Place the pink coil in one of the three segments in the center of the template.
Spread and pinch your coil as needed to fill the triangle segment.
When you’ve gotten your coil just where you want it, apply a bit of glue between it and the white rind.
Roll the other 2 pink strips the same way as the first, and pinch them to fit the remaining segments in the template.
Don’t forget to glue to the rind and to each other!
And a watermelon wouldn’t be a watermelon without some seeds!
Roll 1″ black strips into tight coils, and pinch to make flat seeds.
TIP: While you’re picking up a needle-nosed glue bottle for your quilling, grab some clear glue too!

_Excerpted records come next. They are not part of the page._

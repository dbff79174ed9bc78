//! Helpers shared by handler tests

use axum::{
    Router,
    body::Body,
    http::{Request, StatusCode},
};
use serde_json::Value as JsonValue;
use tower::ServiceExt;

use crate::config::Config;
use crate::server;
use crate::state::AppState;
use crate::store::{self, Store};

/// Build the full router over a fresh store at `TEST_DATABASE_URL`
pub async fn setup_test_app() -> (Router, Store) {
    let store = store::connect(&Config::test_database_url())
        .await
        .expect("Failed to open test store");

    let app = server::app(AppState {
        store: store.clone(),
    });
    (app, store)
}

/// Send a request and return the status with the raw body
pub async fn send(
    app: &Router,
    method: &str,
    uri: &str,
    body: Option<JsonValue>,
) -> (StatusCode, Vec<u8>) {
    let mut builder = Request::builder().method(method).uri(uri);
    let body = match body {
        Some(json) => {
            builder = builder.header("content-type", "application/json");
            Body::from(serde_json::to_string(&json).unwrap())
        }
        None => Body::empty(),
    };

    let response = app
        .clone()
        .oneshot(builder.body(body).unwrap())
        .await
        .unwrap();

    let status = response.status();
    let bytes = axum::body::to_bytes(response.into_body(), usize::MAX)
        .await
        .unwrap();
    (status, bytes.to_vec())
}

/// POST a post with the given title and return its JSON body
pub async fn create_post(app: &Router, title: &str) -> JsonValue {
    let (status, body) = send(
        app,
        "POST",
        "/blog",
        Some(serde_json::json!({
            "title": title,
            "content": format!("{} content", title),
            "author": {"firstName": "Donald", "lastName": "Duck"}
        })),
    )
    .await;
    assert_eq!(status, StatusCode::CREATED);
    serde_json::from_slice(&body).unwrap()
}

It is the way to avoid those glue bits that are always left on your darker colored quilling paper shapes.
Because the pink coils were stretched a bit, there will be plenty of room to add some seeds to your watermelon.
Dip each one in some clear glue and place in the curls of the pink coils.
Add as many or as few as you like!
I experimented with a couple different color combos and I think I really like the brighter quilling paper watermelon a little bit more.
Add a few to your summer cards or scrapbooking pages.
They’d fit nicely on my hexagon gift tags too!
Let me know how you will use your quilling paper watermelon in the comments below!
I love Quilling as an art form and a hobby. But I fear I would be no good at it. My mother tells me constantly that when I was a kid if when I was playing with my lego and the pieces didn’t go together how I wanted them to I would chuck them in all directions then start again. Not much has changed in 30 years… You have an amazing talent and the hands of a surgeon. I love it and I will be checking out your ETSY store. XO
Thanks Leah! One of the goals of this site is to make quilling less scary to new crafters, so I hope you will give it a try one day. Plus, if you get frustrated when quilling, the paper you throw doesn’t do as much damage as Legos do!
Julie I Aloha Lovely says
These are so adorable! Really cool to see the process!
Thanks for stopping by, Julie!
I plan on using this as a fridge magnet
Love it, Sandi! Thanks so much for letting me know your plans!